Time was, the Baltimore Orioles manager was Earl Weaver, a short, irascible, Napoleonic figure who, when cranky, as he frequently was, would shout at an umpire, “Are you going to get any better or is this it?” With, mercifully, only one debate to go, that is the question about John McCain's campaign.
In the closing days of his 10-year quest for the presidency, McCain finds it galling that Barack Obama is winning the first serious campaign he has ever run against a Republican. Before Tuesday night's uneventful event, gall was fueling what might be the McCain-Palin campaign's closing argument. It is less that Obama has bad ideas than that Obama is a bad person.
This, McCain and his female Sancho Panza say, is demonstrated by bad associations Obama had in Chicago, such as with William Ayers, the unrepentant terrorist. But the McCain-Palin charges have come just as the Obama campaign is benefiting from a mass mailing it is not paying for. Many millions of American households are gingerly opening envelopes containing reports of the third-quarter losses in their 401(k) and other retirement accounts – telling each household its portion of the nearly $2 trillion that Americans' accounts have recently shed. In this context, the McCain-Palin campaign's attempt to get Americans to focus on Obama's Chicago associations seem surreal – or, as a British politician once said about criticism he was receiving, “like being savaged by a dead sheep.”
After their enjoyable 2006 congressional elections, Democrats eagerly anticipated that 2008 would provide a second election in which a chaotic Iraq would be at the center of voters' minds. Today they are glad that has not happened. The success of the surge in Iraq, for which McCain justly claims much credit, is one reason why foreign policy has receded to the margins of the electorate's mind, thereby diminishing the subject with which McCain is most comfortable and which is Obama's largest vulnerability.
Tuesday night, McCain, seeking traction in inhospitable economic terrain, said that the $700 billion bailout plan is too small. He proposes several hundred billions more for his American Homeownership Resurgence – you cannot have too many surges – Plan. Under it, the government would buy mortgages that homeowners cannot – or perhaps would just rather not – pay, and replace them with cheaper ones. When he proposed this, conservatives participating in MSNBC's “dial group” wrenched their dials in a wrist-spraining spasm of disapproval.
Still, it may be politically prudent for McCain to throw caution, and billions, to the wind. Obama is competitive in so many states that President Bush carried in 2004 – including Florida, North Carolina, Virginia, Ohio, Indiana, Iowa, Colorado and New Mexico – it is not eccentric to think he could win at least 350 of the 538 electoral votes.

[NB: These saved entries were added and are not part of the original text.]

//! Environment and variable domain types
//!
//! An environment is a named, flat key/value table. The `global` environment
//! is always loaded first; the selected environment is merged over it.

use crate::document::Document;
use crate::error::{DomainError, DomainResult};

/// Flat variable table consulted by `{{ .name }}` placeholders.
pub type VariableTable = indexmap::IndexMap<String, Document>;

/// Name of the environment every other environment is layered on.
pub const GLOBAL_ENVIRONMENT: &str = "global";

/// A named set of variables.
#[derive(Debug, Clone, Default, PartialEq)]
pub struct Environment {
    /// Environment name, lowercased.
    pub name: String,

    /// Variables keyed by name.
    pub variables: VariableTable,
}

impl Environment {
    /// Creates an empty environment.
    ///
    /// # Errors
    ///
    /// Returns `DomainError::InvalidEnvironmentName` if the name is blank or
    /// contains a path separator.
    pub fn new(name: impl AsRef<str>) -> DomainResult<Self> {
        let name = name.as_ref().trim();
        if name.is_empty() || name.contains(['/', '\\']) || name == "." || name == ".." {
            return Err(DomainError::InvalidEnvironmentName(name.to_string()));
        }

        Ok(Self {
            name: name.to_lowercase(),
            variables: VariableTable::new(),
        })
    }

    /// Creates the empty `global` environment.
    #[must_use]
    pub fn global() -> Self {
        Self {
            name: GLOBAL_ENVIRONMENT.to_string(),
            variables: VariableTable::new(),
        }
    }

    /// Returns true if this is the `global` environment.
    #[must_use]
    pub fn is_global(&self) -> bool {
        self.name == GLOBAL_ENVIRONMENT
    }

    /// Sets a variable, replacing any previous value.
    pub fn set(&mut self, key: impl Into<String>, value: impl Into<Document>) {
        self.variables.insert(key.into(), value.into());
    }

    /// Gets a variable by name.
    #[must_use]
    pub fn get(&self, key: &str) -> Option<&Document> {
        self.variables.get(key)
    }

    /// Layers `other` over this environment. Keys present in both take the
    /// value from `other`; the merged environment carries `other`'s name.
    #[must_use]
    pub fn merge(mut self, other: Self) -> Self {
        self.variables.extend(other.variables);
        self.name = other.name;
        self
    }

    /// Returns the number of variables.
    #[must_use]
    pub fn len(&self) -> usize {
        self.variables.len()
    }

    /// Returns true if there are no variables.
    #[must_use]
    pub fn is_empty(&self) -> bool {
        self.variables.is_empty()
    }
}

If that seems startling, that is only because the 2000 and 2004 elections were won with 271 and 286, respectively. In the 25 elections from 1900 to 1996, the winners averaged 402.6. In the 25 twentieth-century elections, only three candidates won with fewer than 300 — McKinley with 292 in 1900, Wilson with 277 in 1916 and Carter with 297 in 1976. After John Kennedy won in 1960 with just 303, the average winning total in the next nine elections, up to the 2000 cliffhanger, was 421.4.
In 1987, on the eve of Prime Minister Margaret Thatcher's third victory, the head of her Conservative Party told a visiting columnist: “Someday, Labour will win an election. Our job is to hold on until they are sane.” Republicans, winners of seven of the last 10 presidential elections, had better hope they have held on long enough.